*Exercise prompt:*
Word for word, please restate the lines from the beginning of the data through the line in which "pub enum IntegrationFailureKind" appears.

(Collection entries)
//! Error types for rlcsim.

use std::fmt;

use thiserror::Error;

use crate::component::ComponentKind;

/// Why the integrator gave up on a trajectory.
#[derive(Debug, Clone, Copy, PartialEq, Eq)]
pub enum IntegrationFailureKind {
    /// A derivative or state became NaN or infinite.
    NonFiniteState,
    /// The step size shrank below the floating-point resolution of `t`.
    StepSizeTooSmall,
    /// The step budget ran out before reaching the end of the span.
    MaxStepsExceeded,
}

impl fmt::Display for IntegrationFailureKind {
    fn fmt(&self, f: &mut fmt::Formatter<'_>) -> fmt::Result {
        match self {
            Self::NonFiniteState => write!(f, "state became non-finite"),
            Self::StepSizeTooSmall => write!(f, "step size too small"),
            Self::MaxStepsExceeded => write!(f, "maximum number of steps exceeded"),
        }
    }
}

/// Errors raised while building or simulating a circuit.
#[derive(Debug, Clone, PartialEq, Error)]
pub enum Error {
    /// Component value is non-positive or non-finite.
    #[error("invalid {kind} value {value}: must be finite and greater than zero")]
    InvalidComponentValue { kind: ComponentKind, value: f64 },

    /// Source voltage is NaN or infinite.
    #[error("invalid source voltage {0}: must be finite")]
    InvalidSourceVoltage(f64),

    /// Time vector is too short, contains bad samples or is not increasing.
    #[error("invalid time vector: {0}")]
    InvalidTimeVector(String),

    /// Topology tag is neither series nor parallel.
    #[error("unsupported topology '{0}' (expected 'series' or 'parallel')")]
    UnsupportedTopology(String),

    /// No formulation exists for the components present.
    #[error("unsupported component combination: {present} (a resistor is required)")]
    UnsupportedCombination { present: String },

    /// Simulation option out of range.
    #[error("invalid parameter {name} = {value}")]
    InvalidParameter { name: &'static str, value: f64 },

    /// Integrator could not produce a finite trajectory.
    #[error("integration failed at t = {time:e}: {reason}")]
    IntegrationFailure {
        time: f64,
        reason: IntegrationFailureKind,
    },
}

/// Result type for rlcsim operations.
pub type Result<T> = std::result::Result<T, Error>;
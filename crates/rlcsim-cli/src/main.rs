//! rlcsim - transient response of series and parallel RLC circuits.

mod config;
mod output;

use std::io::{self, BufWriter, Write};
use std::path::PathBuf;
use std::process::ExitCode;

use anyhow::{Context, Result};
use clap::Parser;
use rlcsim_core::units::{format_value, parse_value};
use rlcsim_solver::simulate;

use config::RunSettings;
use output::{OutputFormat, write_result};

#[derive(Parser)]
#[command(name = "rlcsim")]
#[command(about = "Step response of R, RC, RL and RLC circuits in series or parallel")]
#[command(version)]
struct Cli {
    /// Circuit file (JSON) providing defaults for any flag below
    #[arg(long)]
    circuit: Option<PathBuf>,

    /// Topology: series or parallel
    #[arg(long)]
    topology: Option<String>,

    /// Resistance in ohms (SI suffixes allowed, e.g. 4.7k)
    #[arg(short = 'r', long, value_parser = parse_quantity)]
    resistance: Option<f64>,

    /// Inductance in henries (e.g. 10m)
    #[arg(short = 'l', long, value_parser = parse_quantity)]
    inductance: Option<f64>,

    /// Capacitance in farads (e.g. 100u)
    #[arg(short = 'c', long, value_parser = parse_quantity)]
    capacitance: Option<f64>,

    /// Source voltage in volts [default: 10]
    #[arg(short = 'v', long, value_parser = parse_quantity, allow_negative_numbers = true)]
    voltage: Option<f64>,

    /// Simulated duration in seconds [default: 1]
    #[arg(long, value_parser = parse_quantity)]
    duration: Option<f64>,

    /// Number of output samples [default: 500]
    #[arg(long)]
    samples: Option<usize>,

    /// Time of the first sample in seconds [default: 0]
    #[arg(long, value_parser = parse_quantity)]
    start: Option<f64>,

    /// Output format
    #[arg(long, value_enum, default_value_t = OutputFormat::Table)]
    format: OutputFormat,

    /// Integrator relative tolerance
    #[arg(long)]
    rtol: Option<f64>,

    /// Integrator absolute tolerance
    #[arg(long)]
    atol: Option<f64>,

    /// Parallel RLC switch-on ramp in seconds [default: 1m]
    #[arg(long, value_parser = parse_quantity)]
    ramp_window: Option<f64>,

    /// Parallel RLC internal source resistance in ohms [default: 1]
    #[arg(long, value_parser = parse_quantity)]
    source_resistance: Option<f64>,
}

impl Cli {
    fn settings(&self) -> RunSettings {
        RunSettings {
            topology: self.topology.clone(),
            resistance: self.resistance,
            inductance: self.inductance,
            capacitance: self.capacitance,
            voltage: self.voltage,
            duration: self.duration,
            samples: self.samples,
            start: self.start,
            rtol: self.rtol,
            atol: self.atol,
            ramp_window: self.ramp_window,
            source_resistance: self.source_resistance,
        }
    }
}

fn parse_quantity(s: &str) -> std::result::Result<f64, String> {
    parse_value(s).ok_or_else(|| format!("'{}' is not a number", s))
}

fn main() -> ExitCode {
    let cli = Cli::parse();
    match run(&cli) {
        Ok(()) => ExitCode::SUCCESS,
        Err(e) => {
            eprintln!("Error: {:#}", e);
            ExitCode::FAILURE
        }
    }
}

fn run(cli: &Cli) -> Result<()> {
    let file_settings = match &cli.circuit {
        Some(path) => RunSettings::from_file(path)?,
        None => RunSettings::default(),
    };
    let plan = cli.settings().or(file_settings).resolve()?;

    let result = simulate(&plan.circuit, &plan.times, &plan.options).context("Simulation failed")?;

    if cli.format == OutputFormat::Table {
        let circuit = &plan.circuit;
        eprintln!(
            "Transient Response ({} {}, V = {}V, {} samples)",
            circuit.topology,
            circuit.components.describe(),
            format_value(circuit.source.voltage()),
            result.len()
        );
        if let Some(stats) = &result.stats {
            eprintln!(
                "Integrator: {} accepted / {} rejected steps",
                stats.accepted_steps, stats.rejected_steps
            );
        }
    }

    let stdout = io::stdout();
    let mut out = BufWriter::new(stdout.lock());
    write_result(&mut out, &result, cli.format)?;
    out.flush()?;
    Ok(())
}

#[cfg(test)]
mod tests {
    use super::*;
    use clap::CommandFactory;

    #[test]
    fn test_cli_definition() {
        Cli::command().debug_assert();
    }

    #[test]
    fn test_parse_flags_with_suffixes() {
        let cli = Cli::try_parse_from([
            "rlcsim",
            "--topology",
            "series",
            "-r",
            "4.7k",
            "-c",
            "100u",
            "-v",
            "-5",
            "--duration",
            "20m",
            "--format",
            "csv",
        ])
        .unwrap();
        let settings = cli.settings();
        assert_eq!(settings.resistance, Some(4700.0));
        assert!((settings.capacitance.unwrap() - 100e-6).abs() < 1e-18);
        assert_eq!(settings.voltage, Some(-5.0));
        assert!((settings.duration.unwrap() - 20e-3).abs() < 1e-15);
        assert_eq!(settings.inductance, None);
        assert_eq!(cli.format, OutputFormat::Csv);
    }

    #[test]
    fn test_parse_rejects_garbage_value() {
        assert!(Cli::try_parse_from(["rlcsim", "-r", "ten"]).is_err());
    }
}
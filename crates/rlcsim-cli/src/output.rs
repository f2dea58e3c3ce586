//! Output formatting for simulation results.

use std::io::{self, Write};

use clap::ValueEnum;
use rlcsim_solver::{Quantity, SimulationResult};

/// Column width of the table format.
const WIDTH: usize = 14;

/// How results are printed.
#[derive(Debug, Clone, Copy, Default, PartialEq, Eq, ValueEnum)]
pub enum OutputFormat {
    /// Fixed-width columns for reading in a terminal
    #[default]
    Table,
    /// Comma-separated values with a header row
    Csv,
    /// Pretty-printed JSON object
    Json,
}

/// Write `result` in the given format.
pub fn write_result<W: Write>(
    out: &mut W,
    result: &SimulationResult,
    format: OutputFormat,
) -> io::Result<()> {
    match format {
        OutputFormat::Table => write_table(out, result),
        OutputFormat::Csv => write_csv(out, result),
        OutputFormat::Json => write_json(out, result),
    }
}

fn column_header(quantity: Quantity) -> String {
    format!("{} ({})", quantity.label(), quantity.unit())
}

/// Print the result as an aligned table.
pub fn write_table<W: Write>(out: &mut W, result: &SimulationResult) -> io::Result<()> {
    write!(out, "{:>WIDTH$}", "Time (s)")?;
    for &quantity in result.quantities.keys() {
        write!(out, "{:>WIDTH$}", column_header(quantity))?;
    }
    writeln!(out)?;
    writeln!(out, "{}", "-".repeat(WIDTH * (1 + result.quantities.len())))?;

    for (k, t) in result.time.iter().enumerate() {
        write!(out, "{:>WIDTH$.6e}", t)?;
        for values in result.quantities.values() {
            write!(out, "{:>WIDTH$.6e}", values[k])?;
        }
        writeln!(out)?;
    }
    Ok(())
}

/// Print the result as CSV with snake_case column names.
pub fn write_csv<W: Write>(out: &mut W, result: &SimulationResult) -> io::Result<()> {
    let mut header = vec!["time"];
    header.extend(result.quantities.keys().map(Quantity::name));
    writeln!(out, "{}", header.join(","))?;

    for (k, t) in result.time.iter().enumerate() {
        let mut row = vec![t.to_string()];
        row.extend(result.quantities.values().map(|values| values[k].to_string()));
        writeln!(out, "{}", row.join(","))?;
    }
    Ok(())
}

/// Print the result as JSON.
pub fn write_json<W: Write>(out: &mut W, result: &SimulationResult) -> io::Result<()> {
    serde_json::to_writer_pretty(&mut *out, result)?;
    writeln!(out)
}

#[cfg(test)]
mod tests {
    use super::*;
    use rlcsim_core::{Circuit, TimeVector};
    use rlcsim_solver::{SimulationOptions, simulate};

    fn series_r() -> SimulationResult {
        let circuit = Circuit::from_values(Some(100.0), None, None, 10.0, "series").unwrap();
        let times = TimeVector::uniform(1.0, 3).unwrap();
        simulate(&circuit, &times, &SimulationOptions::default()).unwrap()
    }

    fn render(format: OutputFormat) -> String {
        let mut buf = Vec::new();
        write_result(&mut buf, &series_r(), format).unwrap();
        String::from_utf8(buf).unwrap()
    }

    #[test]
    fn test_csv() {
        let csv = render(OutputFormat::Csv);
        let lines: Vec<&str> = csv.lines().collect();
        assert_eq!(
            lines[0],
            "time,source_voltage,current,resistor_voltage,inductor_voltage,capacitor_voltage"
        );
        assert_eq!(lines[1], "0,10,0.1,10,0,0");
        assert_eq!(lines[3], "1,10,0.1,10,0,0");
        assert_eq!(lines.len(), 4);
    }

    #[test]
    fn test_table_alignment() {
        let table = render(OutputFormat::Table);
        let lines: Vec<&str> = table.lines().collect();
        assert!(lines[0].contains("V(src) (V)"), "{}", lines[0]);
        assert!(lines[0].contains("I (A)"), "{}", lines[0]);
        assert_eq!(lines[1].len(), WIDTH * 6);
        for line in &lines[2..] {
            assert_eq!(line.len(), WIDTH * 6, "{:?}", line);
        }
        assert!(lines[4].trim_start().starts_with("1.000000e0"), "{}", lines[4]);
    }

    #[test]
    fn test_json() {
        let json = render(OutputFormat::Json);
        let value: serde_json::Value = serde_json::from_str(&json).unwrap();
        assert_eq!(value["topology"], "series");
        assert_eq!(value["time"].as_array().unwrap().len(), 3);
        assert_eq!(value["quantities"]["current"][1], 0.1);
    }
}
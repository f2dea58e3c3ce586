//! Parallel topology: the source and every branch share one node voltage `Vn`.

use nalgebra::{Vector1, Vector2};
use rlcsim_core::{DcSource, RampedSource, Result, Topology};

use crate::ode::{StateEquation, integrate};
use crate::options::{IntegratorParams, RampParams};
use crate::postprocess::{gradient, scale, sum};
use crate::result::{Quantity, SimulationResult};

/// Resistor only: node held at `V`, `I = V / R`.
#[derive(Debug, Clone, Copy, PartialEq)]
pub struct ParallelR {
    pub resistance: f64,
    pub source: DcSource,
}

impl ParallelR {
    pub fn solve(&self, times: &[f64]) -> SimulationResult {
        let current = vec![self.source.voltage() / self.resistance; times.len()];
        let mut result = SimulationResult::zeroed(Topology::Parallel, times);
        result.set(Quantity::NodeVoltage, self.source.sample(times));
        result.set(Quantity::ResistorCurrent, current.clone());
        result.set(Quantity::TotalCurrent, current);
        result
    }
}

/// Resistor and capacitor: `dVn/dt = (V - Vn) / (R C)`.
#[derive(Debug, Clone, Copy, PartialEq)]
pub struct ParallelRc {
    pub resistance: f64,
    pub capacitance: f64,
    pub source: DcSource,
}

impl StateEquation<1> for ParallelRc {
    fn derivative(&self, _t: f64, y: &Vector1<f64>) -> Vector1<f64> {
        let vn = y[0];
        Vector1::new((self.source.voltage() - vn) / (self.resistance * self.capacitance))
    }
}

impl ParallelRc {
    pub fn solve(&self, times: &[f64], params: &IntegratorParams) -> Result<SimulationResult> {
        let trajectory = integrate(self, Vector1::zeros(), times, params)?;
        let vn = trajectory.component(0);
        let i_r = scale(&vn, 1.0 / self.resistance);
        let i_c = scale(&gradient(&vn, times), self.capacitance);

        let mut result = SimulationResult::zeroed(Topology::Parallel, times);
        result.set(Quantity::TotalCurrent, sum(&[&i_r, &i_c]));
        result.set(Quantity::ResistorCurrent, i_r);
        result.set(Quantity::CapacitorCurrent, i_c);
        result.set(Quantity::NodeVoltage, vn);
        result.stats = Some(trajectory.stats);
        Ok(result)
    }
}

/// Resistor and inductor, closed form with `tau = L / R`:
///
/// ```text
/// I_L(t) = V/R (1 - e^(-t/tau))
/// I_R(t) = V/R e^(-t/tau)
/// ```
///
/// `t` is measured from the first sample. The node is held at `V`.
#[derive(Debug, Clone, Copy, PartialEq)]
pub struct ParallelRl {
    pub resistance: f64,
    pub inductance: f64,
    pub source: DcSource,
}

impl ParallelRl {
    /// Time constant L/R (s).
    pub fn tau(&self) -> f64 {
        self.inductance / self.resistance
    }

    pub fn solve(&self, times: &[f64]) -> SimulationResult {
        let i_final = self.source.voltage() / self.resistance;
        let tau = self.tau();
        let t0 = times.first().copied().unwrap_or(0.0);
        let decay: Vec<f64> = times.iter().map(|t| (-(t - t0) / tau).exp()).collect();

        let i_r: Vec<f64> = decay.iter().map(|d| i_final * d).collect();
        let i_l: Vec<f64> = decay.iter().map(|d| i_final * (1.0 - d)).collect();

        let mut result = SimulationResult::zeroed(Topology::Parallel, times);
        result.set(Quantity::NodeVoltage, self.source.sample(times));
        result.set(Quantity::TotalCurrent, sum(&[&i_r, &i_l]));
        result.set(Quantity::ResistorCurrent, i_r);
        result.set(Quantity::InductorCurrent, i_l);
        result
    }
}

/// Resistor, inductor and capacitor behind a small source resistance `Rs`,
/// driven by a ramp, state `[Vn, I_L]`:
///
/// ```text
/// dVn/dt  = ((V_ramp(t) - Vn) / Rs - Vn / R - I_L) / C
/// dI_L/dt = Vn / L
/// ```
///
/// This approximates the ideal-source circuit: after the ramp window the
/// response follows the step response closely as long as the window and
/// `Rs` are small against the circuit's own timescales and resistance.
#[derive(Debug, Clone, PartialEq)]
pub struct ParallelRlc {
    pub resistance: f64,
    pub inductance: f64,
    pub capacitance: f64,
    pub source: DcSource,
    pub ramp: RampParams,
}

/// [`ParallelRlc`] bound to a switch-on time.
struct RampedNode<'a> {
    circuit: &'a ParallelRlc,
    drive: RampedSource,
}

impl StateEquation<2> for RampedNode<'_> {
    fn derivative(&self, t: f64, y: &Vector2<f64>) -> Vector2<f64> {
        let c = self.circuit;
        let (vn, i_l) = (y[0], y[1]);
        let i_source = (self.drive.voltage_at(t) - vn) / c.ramp.source_resistance;
        Vector2::new(
            (i_source - vn / c.resistance - i_l) / c.capacitance,
            vn / c.inductance,
        )
    }

    fn breakpoints(&self) -> Vec<f64> {
        vec![self.drive.ramp_end()]
    }
}

impl ParallelRlc {
    /// Parallel combination of the source and load resistances.
    pub fn node_resistance(&self) -> f64 {
        let (rs, r) = (self.ramp.source_resistance, self.resistance);
        rs * r / (rs + r)
    }

    pub fn solve(&self, times: &[f64], params: &IntegratorParams) -> Result<SimulationResult> {
        let t_on = times.first().copied().unwrap_or(0.0);
        let system = RampedNode {
            circuit: self,
            drive: self.source.ramped(t_on, self.ramp.window),
        };
        let trajectory = integrate(&system, Vector2::zeros(), times, params)?;
        let vn = trajectory.component(0);
        let i_l = trajectory.component(1);
        let i_r = scale(&vn, 1.0 / self.resistance);
        let i_c = scale(&gradient(&vn, times), self.capacitance);

        let mut result = SimulationResult::zeroed(Topology::Parallel, times);
        result.set(Quantity::TotalCurrent, sum(&[&i_r, &i_c, &i_l]));
        result.set(Quantity::ResistorCurrent, i_r);
        result.set(Quantity::CapacitorCurrent, i_c);
        result.set(Quantity::InductorCurrent, i_l);
        result.set(Quantity::NodeVoltage, vn);
        result.stats = Some(trajectory.stats);
        Ok(result)
    }
}
//! Simulation result mapping.

use std::fmt;

use indexmap::IndexMap;
use rlcsim_core::Topology;
use serde::Serialize;

use crate::ode::IntegrationStats;

/// A named physical quantity in a result mapping.
#[derive(Debug, Clone, Copy, PartialEq, Eq, Hash, Serialize)]
#[serde(rename_all = "snake_case")]
pub enum Quantity {
    // Series topology
    SourceVoltage,
    Current,
    ResistorVoltage,
    InductorVoltage,
    CapacitorVoltage,
    // Parallel topology
    NodeVoltage,
    TotalCurrent,
    ResistorCurrent,
    InductorCurrent,
    CapacitorCurrent,
}

const SERIES_QUANTITIES: [Quantity; 5] = [
    Quantity::SourceVoltage,
    Quantity::Current,
    Quantity::ResistorVoltage,
    Quantity::InductorVoltage,
    Quantity::CapacitorVoltage,
];

const PARALLEL_QUANTITIES: [Quantity; 5] = [
    Quantity::NodeVoltage,
    Quantity::TotalCurrent,
    Quantity::ResistorCurrent,
    Quantity::InductorCurrent,
    Quantity::CapacitorCurrent,
];

impl Quantity {
    /// The fixed key set reported for a topology, in output order.
    pub fn for_topology(topology: Topology) -> &'static [Quantity] {
        match topology {
            Topology::Series => &SERIES_QUANTITIES,
            Topology::Parallel => &PARALLEL_QUANTITIES,
        }
    }

    /// Stable snake_case key.
    pub fn name(&self) -> &'static str {
        match self {
            Quantity::SourceVoltage => "source_voltage",
            Quantity::Current => "current",
            Quantity::ResistorVoltage => "resistor_voltage",
            Quantity::InductorVoltage => "inductor_voltage",
            Quantity::CapacitorVoltage => "capacitor_voltage",
            Quantity::NodeVoltage => "node_voltage",
            Quantity::TotalCurrent => "total_current",
            Quantity::ResistorCurrent => "resistor_current",
            Quantity::InductorCurrent => "inductor_current",
            Quantity::CapacitorCurrent => "capacitor_current",
        }
    }

    /// SI unit symbol.
    pub fn unit(&self) -> &'static str {
        if self.is_voltage() { "V" } else { "A" }
    }

    pub fn is_voltage(&self) -> bool {
        matches!(
            self,
            Quantity::SourceVoltage
                | Quantity::ResistorVoltage
                | Quantity::InductorVoltage
                | Quantity::CapacitorVoltage
                | Quantity::NodeVoltage
        )
    }

    /// Short column label such as `V(R)` or `I(total)`.
    pub fn label(&self) -> &'static str {
        match self {
            Quantity::SourceVoltage => "V(src)",
            Quantity::Current => "I",
            Quantity::ResistorVoltage => "V(R)",
            Quantity::InductorVoltage => "V(L)",
            Quantity::CapacitorVoltage => "V(C)",
            Quantity::NodeVoltage => "V(node)",
            Quantity::TotalCurrent => "I(total)",
            Quantity::ResistorCurrent => "I(R)",
            Quantity::InductorCurrent => "I(L)",
            Quantity::CapacitorCurrent => "I(C)",
        }
    }
}

impl fmt::Display for Quantity {
    fn fmt(&self, f: &mut fmt::Formatter<'_>) -> fmt::Result {
        f.write_str(self.name())
    }
}

/// Waveforms of every quantity for one topology, sampled at the run's times.
#[derive(Debug, Clone, Serialize)]
pub struct SimulationResult {
    pub topology: Topology,
    /// Sample times (s).
    pub time: Vec<f64>,
    /// Quantity waveforms in the topology's key order.
    pub quantities: IndexMap<Quantity, Vec<f64>>,
    /// Integrator statistics; `None` for closed-form cases.
    #[serde(skip)]
    pub stats: Option<IntegrationStats>,
}

impl SimulationResult {
    /// Start a result with every key of `topology` zero-filled.
    pub(crate) fn zeroed(topology: Topology, time: &[f64]) -> Self {
        let quantities = Quantity::for_topology(topology)
            .iter()
            .map(|&q| (q, vec![0.0; time.len()]))
            .collect();
        Self {
            topology,
            time: time.to_vec(),
            quantities,
            stats: None,
        }
    }

    /// Replace the waveform of a quantity that belongs to this topology.
    pub(crate) fn set(&mut self, quantity: Quantity, values: Vec<f64>) {
        debug_assert_eq!(values.len(), self.time.len());
        if let Some(slot) = self.quantities.get_mut(&quantity) {
            *slot = values;
        }
    }

    /// Full waveform of a quantity, if it belongs to this topology.
    pub fn get(&self, quantity: Quantity) -> Option<&[f64]> {
        self.quantities.get(&quantity).map(Vec::as_slice)
    }

    /// (time, value) pairs for a quantity.
    pub fn waveform(&self, quantity: Quantity) -> Vec<(f64, f64)> {
        self.get(quantity)
            .map(|values| self.time.iter().copied().zip(values.iter().copied()).collect())
            .unwrap_or_default()
    }

    /// Value at the last sample.
    pub fn final_value(&self, quantity: Quantity) -> Option<f64> {
        self.get(quantity).and_then(|values| values.last().copied())
    }

    /// Linearly interpolated value at time `t`, clamped to the sampled span.
    ///
    /// Returns `None` for a NaN `t`.
    pub fn value_at(&self, quantity: Quantity, t: f64) -> Option<f64> {
        if t.is_nan() {
            return None;
        }
        let values = self.get(quantity)?;
        let first = *self.time.first()?;
        let last = *self.time.last()?;
        if t <= first {
            return values.first().copied();
        }
        if t >= last {
            return values.last().copied();
        }

        let i = self.time.partition_point(|&s| s <= t);
        let (t0, t1) = (self.time[i - 1], self.time[i]);
        let alpha = (t - t0) / (t1 - t0);
        Some(values[i - 1] * (1.0 - alpha) + values[i] * alpha)
    }

    /// Number of samples per waveform.
    pub fn len(&self) -> usize {
        self.time.len()
    }

    pub fn is_empty(&self) -> bool {
        self.time.is_empty()
    }

    /// Check that every sample of every waveform is finite.
    pub fn is_finite(&self) -> bool {
        self.quantities
            .values()
            .all(|values| values.iter().all(|v| v.is_finite()))
    }
}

*Problem solution:*
//! Error types for rlcsim.

use std::fmt;

use thiserror::Error;

use crate::component::ComponentKind;

/// Why the integrator gave up on a trajectory.
#[derive(Debug, Clone, Copy, PartialEq, Eq)]
pub enum IntegrationFailureKind {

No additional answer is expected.